Please reply with one number only: how many lines in the entries below contain the string "four".

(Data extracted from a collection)
BEGIN

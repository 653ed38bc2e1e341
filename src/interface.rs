//! Hardware interface abstraction
//!
//! This module provides the [`Bus`] trait and the [`ParallelBus`] struct
//! for driving an HD44780 over a 4-bit parallel bus.
//!
//! ## Hardware Requirements
//!
//! The 4-bit bus uses 7 GPIO pins:
//! - **RS**: Register select (output, low=instruction, high=data)
//! - **RW**: Read/write direction (output, low=write, high=read)
//! - **E**: Enable strobe (output, data latched on the falling edge)
//! - **D4..D7**: Data nibble (open-drain output with pull-up, read back as input)
//!
//! D0..D3 of the module are left unconnected.
//!
//! ## Example
//!
//! ```rust,no_run
//! use embedded_hal::delay::DelayNs;
//! use embedded_hal::digital::{InputPin, OutputPin};
//! use hd44780_nibble::{Bus, Direction, ParallelBus, PulseTiming, Register};
//! # use core::convert::Infallible;
//! # struct MockPin;
//! # impl embedded_hal::digital::ErrorType for MockPin { type Error = Infallible; }
//! # impl OutputPin for MockPin {
//! #     fn set_low(&mut self) -> Result<(), Self::Error> { Ok(()) }
//! #     fn set_high(&mut self) -> Result<(), Self::Error> { Ok(()) }
//! # }
//! # impl InputPin for MockPin {
//! #     fn is_high(&mut self) -> Result<bool, Self::Error> { Ok(false) }
//! #     fn is_low(&mut self) -> Result<bool, Self::Error> { Ok(true) }
//! # }
//! # struct MockDelay;
//! # impl DelayNs for MockDelay { fn delay_ns(&mut self, _ns: u32) {} }
//! # let mut delay = MockDelay;
//! let mut bus = ParallelBus::new(MockPin, MockPin, MockPin, [MockPin, MockPin, MockPin, MockPin]);
//!
//! // Latch the upper nibble of a clear instruction
//! let _ = bus.set_direction(Direction::Write);
//! let _ = bus.set_register(Register::Instruction);
//! let _ = bus.write_nibble(0x0);
//! let _ = bus.pulse_enable(&mut delay, PulseTiming::default());
//! ```

use core::fmt::Debug;
use embedded_hal::delay::DelayNs;
use embedded_hal::digital::{InputPin, OutputPin};

use crate::config::PulseTiming;

type BusResult<T, E> = core::result::Result<T, E>;

/// Direction of the data lines and the RW line
#[derive(Clone, Copy, Debug, Default, PartialEq, Eq)]
pub enum Direction {
    /// Data lines driven by the MCU, RW low
    #[default]
    Write,
    /// Data lines released to their pull-ups, RW high
    Read,
}

/// Controller register selected by the RS line
#[derive(Clone, Copy, Debug, Default, PartialEq, Eq)]
pub enum Register {
    /// Instruction register (RS low), also selects the busy flag on reads
    #[default]
    Instruction,
    /// Data register (RS high)
    Data,
}

/// Trait for the 4-bit bus to an HD44780 controller
///
/// This trait abstracts over different hardware implementations, allowing
/// the [`Lcd`](crate::lcd::Lcd) to work with GPIO pins, a port register
/// wrapper, or an in-memory recorder in tests.
///
/// ## Implementing
///
/// For most cases, use the provided [`ParallelBus`] struct. Implement this
/// trait on your own type to write whole port registers at once.
pub trait Bus {
    /// Error type for bus operations
    ///
    /// Must implement [`Debug`] for error reporting.
    type Error: Debug;

    /// Switch the data lines and the RW line between writing and reading
    ///
    /// Switching to [`Direction::Read`] must release the data lines before
    /// RW goes high, so the MCU and the controller never drive them at once.
    fn set_direction(&mut self, direction: Direction) -> BusResult<(), Self::Error>;

    /// Drive the RS line
    fn set_register(&mut self, register: Register) -> BusResult<(), Self::Error>;

    /// Drive the low four bits of `nibble` onto D4..D7
    ///
    /// Only valid while the bus is in [`Direction::Write`].
    fn write_nibble(&mut self, nibble: u8) -> BusResult<(), Self::Error>;

    /// Sample D4..D7 into the low four bits of the result
    ///
    /// Only meaningful while the bus is in [`Direction::Read`] with E high.
    fn read_nibble(&mut self) -> BusResult<u8, Self::Error>;

    /// Drive the E line
    fn set_enable(&mut self, high: bool) -> BusResult<(), Self::Error>;

    /// Strobe the E line once
    ///
    /// Waits for the lines to settle, raises E, holds it, and lowers it
    /// again. The controller latches on the falling edge. The order of these
    /// four steps is the timing contract with the controller.
    fn pulse_enable<D: DelayNs>(
        &mut self,
        delay: &mut D,
        timing: PulseTiming,
    ) -> BusResult<(), Self::Error> {
        delay.delay_ns(timing.setup_ns);
        self.set_enable(true)?;
        delay.delay_ns(timing.hold_ns);
        self.set_enable(false)
    }
}

/// Errors that can occur at the interface level
#[derive(Debug)]
pub enum InterfaceError<PinErr> {
    /// GPIO pin error
    Pin(PinErr),
}

impl<PinErr: Debug> core::fmt::Display for InterfaceError<PinErr> {
    fn fmt(&self, f: &mut core::fmt::Formatter<'_>) -> core::fmt::Result {
        match self {
            Self::Pin(e) => write!(f, "Pin error: {e:?}"),
        }
    }
}

impl<PinErr: Debug> core::error::Error for InterfaceError<PinErr> {}

/// GPIO implementation of [`Bus`]
///
/// Implements [`Bus`] for embedded-hal v1.0 digital pins. The data pins must
/// be configured as open-drain outputs with pull-ups (or an equivalent
/// bidirectional mode): reading releases them high and samples the level the
/// controller drives.
///
/// ## Type Parameters
///
/// * `RS` - Register select pin implementing [`OutputPin`]
/// * `RW` - Read/write pin implementing [`OutputPin`]
/// * `EN` - Enable pin implementing [`OutputPin`]
/// * `D` - Data pins D4..D7 implementing [`OutputPin`] + [`InputPin`]
pub struct ParallelBus<RS, RW, EN, D> {
    /// Register select pin
    rs: RS,
    /// Read/write direction pin
    rw: RW,
    /// Enable strobe pin
    en: EN,
    /// D4, D5, D6, D7
    data: [D; 4],
    /// Current direction of the data lines
    direction: Direction,
}

impl<RS, RW, EN, D> ParallelBus<RS, RW, EN, D>
where
    RS: OutputPin,
    RW: OutputPin,
    EN: OutputPin,
    D: OutputPin + InputPin,
{
    /// Create a new ParallelBus
    ///
    /// # Arguments
    ///
    /// * `rs` - Register select pin
    /// * `rw` - Read/write pin
    /// * `en` - Enable pin
    /// * `data` - Data pins in order `[D4, D5, D6, D7]`
    pub fn new(rs: RS, rw: RW, en: EN, data: [D; 4]) -> Self {
        Self {
            rs,
            rw,
            en,
            data,
            direction: Direction::Write,
        }
    }

    /// Current direction of the data lines
    pub fn direction(&self) -> Direction {
        self.direction
    }

    /// Give the pins back
    pub fn release(self) -> (RS, RW, EN, [D; 4]) {
        (self.rs, self.rw, self.en, self.data)
    }
}

impl<RS, RW, EN, D, PinErr> Bus for ParallelBus<RS, RW, EN, D>
where
    RS: OutputPin<Error = PinErr>,
    RW: OutputPin<Error = PinErr>,
    EN: OutputPin<Error = PinErr>,
    D: OutputPin<Error = PinErr> + InputPin<Error = PinErr>,
    PinErr: Debug,
{
    type Error = InterfaceError<PinErr>;

    fn set_direction(&mut self, direction: Direction) -> BusResult<(), Self::Error> {
        match direction {
            Direction::Read => {
                // Release the open-drain lines to the pull-ups first
                for pin in &mut self.data {
                    pin.set_high().map_err(InterfaceError::Pin)?;
                }
                self.rw.set_high().map_err(InterfaceError::Pin)?;
            }
            Direction::Write => {
                self.rw.set_low().map_err(InterfaceError::Pin)?;
            }
        }
        self.direction = direction;
        Ok(())
    }

    fn set_register(&mut self, register: Register) -> BusResult<(), Self::Error> {
        let result = match register {
            Register::Instruction => self.rs.set_low(),
            Register::Data => self.rs.set_high(),
        };
        result.map_err(InterfaceError::Pin)
    }

    fn write_nibble(&mut self, nibble: u8) -> BusResult<(), Self::Error> {
        for (bit, pin) in self.data.iter_mut().enumerate() {
            if nibble & (1 << bit) != 0 {
                pin.set_high().map_err(InterfaceError::Pin)?;
            } else {
                pin.set_low().map_err(InterfaceError::Pin)?;
            }
        }
        Ok(())
    }

    fn read_nibble(&mut self) -> BusResult<u8, Self::Error> {
        let mut nibble = 0;
        for (bit, pin) in self.data.iter_mut().enumerate() {
            if pin.is_high().map_err(InterfaceError::Pin)? {
                nibble |= 1 << bit;
            }
        }
        Ok(nibble)
    }

    fn set_enable(&mut self, high: bool) -> BusResult<(), Self::Error> {
        let result = if high {
            self.en.set_high()
        } else {
            self.en.set_low()
        };
        result.map_err(InterfaceError::Pin)
    }
}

END

• [Exercise solution]: 3